[DATA EXCERPTS]
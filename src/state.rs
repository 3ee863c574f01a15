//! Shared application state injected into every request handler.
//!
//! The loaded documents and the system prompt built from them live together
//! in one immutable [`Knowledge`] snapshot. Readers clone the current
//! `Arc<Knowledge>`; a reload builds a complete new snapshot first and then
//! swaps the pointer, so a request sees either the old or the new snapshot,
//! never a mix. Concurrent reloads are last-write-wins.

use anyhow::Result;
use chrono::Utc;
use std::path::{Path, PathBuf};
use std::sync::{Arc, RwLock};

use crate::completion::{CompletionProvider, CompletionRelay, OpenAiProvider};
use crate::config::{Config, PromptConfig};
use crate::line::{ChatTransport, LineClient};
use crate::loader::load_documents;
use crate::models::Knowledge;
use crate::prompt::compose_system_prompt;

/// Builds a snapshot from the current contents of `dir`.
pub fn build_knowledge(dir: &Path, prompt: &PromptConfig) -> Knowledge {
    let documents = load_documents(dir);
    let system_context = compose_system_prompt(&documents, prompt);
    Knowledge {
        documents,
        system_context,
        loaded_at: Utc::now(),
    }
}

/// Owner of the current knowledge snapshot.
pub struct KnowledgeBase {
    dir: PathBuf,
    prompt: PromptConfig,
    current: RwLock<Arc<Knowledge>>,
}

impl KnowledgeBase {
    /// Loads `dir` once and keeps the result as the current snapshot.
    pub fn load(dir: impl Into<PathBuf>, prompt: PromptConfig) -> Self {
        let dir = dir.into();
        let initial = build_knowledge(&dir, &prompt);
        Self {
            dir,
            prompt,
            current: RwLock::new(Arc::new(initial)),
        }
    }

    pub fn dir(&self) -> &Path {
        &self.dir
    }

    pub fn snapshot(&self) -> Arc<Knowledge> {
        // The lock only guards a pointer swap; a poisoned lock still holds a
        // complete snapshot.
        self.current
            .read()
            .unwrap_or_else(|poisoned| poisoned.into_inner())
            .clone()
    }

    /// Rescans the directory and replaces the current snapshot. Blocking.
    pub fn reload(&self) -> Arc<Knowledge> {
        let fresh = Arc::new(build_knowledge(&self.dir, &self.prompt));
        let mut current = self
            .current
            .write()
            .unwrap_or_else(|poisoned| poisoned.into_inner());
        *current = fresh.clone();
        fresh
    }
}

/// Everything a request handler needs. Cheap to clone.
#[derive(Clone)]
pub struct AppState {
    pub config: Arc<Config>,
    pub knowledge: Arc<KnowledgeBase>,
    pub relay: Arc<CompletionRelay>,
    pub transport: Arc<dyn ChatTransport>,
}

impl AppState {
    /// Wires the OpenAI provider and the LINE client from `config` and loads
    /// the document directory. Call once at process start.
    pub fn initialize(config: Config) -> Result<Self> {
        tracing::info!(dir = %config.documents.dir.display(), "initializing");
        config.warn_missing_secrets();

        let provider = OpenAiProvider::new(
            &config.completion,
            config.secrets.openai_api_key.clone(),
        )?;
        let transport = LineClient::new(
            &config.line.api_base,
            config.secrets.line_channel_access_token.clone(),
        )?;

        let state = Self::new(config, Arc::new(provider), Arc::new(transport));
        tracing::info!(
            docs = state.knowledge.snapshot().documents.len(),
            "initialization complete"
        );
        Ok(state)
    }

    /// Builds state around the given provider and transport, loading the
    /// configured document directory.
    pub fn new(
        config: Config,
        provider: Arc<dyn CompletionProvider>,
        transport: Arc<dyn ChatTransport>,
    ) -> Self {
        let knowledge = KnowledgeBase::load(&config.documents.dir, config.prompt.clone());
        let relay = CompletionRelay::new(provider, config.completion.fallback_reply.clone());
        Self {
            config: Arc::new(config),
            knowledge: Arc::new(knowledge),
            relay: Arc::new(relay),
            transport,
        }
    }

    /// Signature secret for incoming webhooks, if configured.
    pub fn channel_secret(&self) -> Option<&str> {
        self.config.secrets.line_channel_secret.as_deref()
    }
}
[/DATA EXCERPTS]
[DATA EXCERPTS]
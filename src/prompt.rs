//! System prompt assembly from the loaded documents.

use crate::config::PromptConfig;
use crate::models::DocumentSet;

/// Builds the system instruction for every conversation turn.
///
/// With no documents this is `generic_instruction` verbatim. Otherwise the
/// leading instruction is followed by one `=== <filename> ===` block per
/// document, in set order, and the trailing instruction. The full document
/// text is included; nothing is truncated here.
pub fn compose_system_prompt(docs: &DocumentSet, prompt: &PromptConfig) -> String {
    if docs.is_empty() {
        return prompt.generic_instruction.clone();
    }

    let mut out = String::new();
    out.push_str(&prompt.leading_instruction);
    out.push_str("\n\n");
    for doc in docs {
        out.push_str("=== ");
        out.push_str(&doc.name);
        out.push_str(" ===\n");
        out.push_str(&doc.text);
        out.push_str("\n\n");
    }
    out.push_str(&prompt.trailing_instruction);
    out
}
[/DATA EXCERPTS]
[DATA EXCERPTS]
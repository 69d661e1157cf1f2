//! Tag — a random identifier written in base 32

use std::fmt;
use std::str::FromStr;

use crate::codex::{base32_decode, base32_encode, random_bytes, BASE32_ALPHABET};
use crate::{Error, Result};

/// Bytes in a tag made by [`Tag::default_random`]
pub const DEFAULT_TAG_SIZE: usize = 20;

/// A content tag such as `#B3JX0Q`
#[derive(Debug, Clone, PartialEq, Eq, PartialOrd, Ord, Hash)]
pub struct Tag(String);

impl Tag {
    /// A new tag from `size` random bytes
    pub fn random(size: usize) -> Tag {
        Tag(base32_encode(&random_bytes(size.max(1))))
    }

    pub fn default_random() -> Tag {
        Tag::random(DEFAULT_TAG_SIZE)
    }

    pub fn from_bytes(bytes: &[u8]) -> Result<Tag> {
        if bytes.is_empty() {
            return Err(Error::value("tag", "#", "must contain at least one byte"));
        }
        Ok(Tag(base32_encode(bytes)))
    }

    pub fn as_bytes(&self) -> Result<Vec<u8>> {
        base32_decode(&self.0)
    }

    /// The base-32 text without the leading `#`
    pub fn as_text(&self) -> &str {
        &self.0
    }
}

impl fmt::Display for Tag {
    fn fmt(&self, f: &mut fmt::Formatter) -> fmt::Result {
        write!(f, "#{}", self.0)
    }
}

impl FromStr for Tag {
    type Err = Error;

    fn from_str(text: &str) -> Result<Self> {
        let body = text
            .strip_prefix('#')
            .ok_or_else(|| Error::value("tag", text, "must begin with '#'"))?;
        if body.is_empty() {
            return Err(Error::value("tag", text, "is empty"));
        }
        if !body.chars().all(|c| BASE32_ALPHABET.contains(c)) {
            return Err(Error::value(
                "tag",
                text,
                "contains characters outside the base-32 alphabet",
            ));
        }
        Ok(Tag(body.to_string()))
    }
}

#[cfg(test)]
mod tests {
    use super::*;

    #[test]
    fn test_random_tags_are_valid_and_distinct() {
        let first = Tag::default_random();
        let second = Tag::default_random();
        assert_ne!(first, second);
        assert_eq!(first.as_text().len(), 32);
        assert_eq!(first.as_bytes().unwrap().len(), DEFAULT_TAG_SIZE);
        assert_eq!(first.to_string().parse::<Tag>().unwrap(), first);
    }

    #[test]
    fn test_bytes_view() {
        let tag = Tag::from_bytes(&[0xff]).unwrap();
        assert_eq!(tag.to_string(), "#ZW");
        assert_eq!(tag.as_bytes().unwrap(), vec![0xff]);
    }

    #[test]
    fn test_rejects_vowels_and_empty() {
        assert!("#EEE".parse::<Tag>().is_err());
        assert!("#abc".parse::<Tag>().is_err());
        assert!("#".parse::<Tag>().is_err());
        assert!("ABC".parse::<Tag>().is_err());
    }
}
[/DATA EXCERPTS]
WHAT TO PRODUCE: In which lines of the records does the word "second" appear? Copy each of them.

REPLY:
        let second = Tag::default_random();
        assert_ne!(first, second);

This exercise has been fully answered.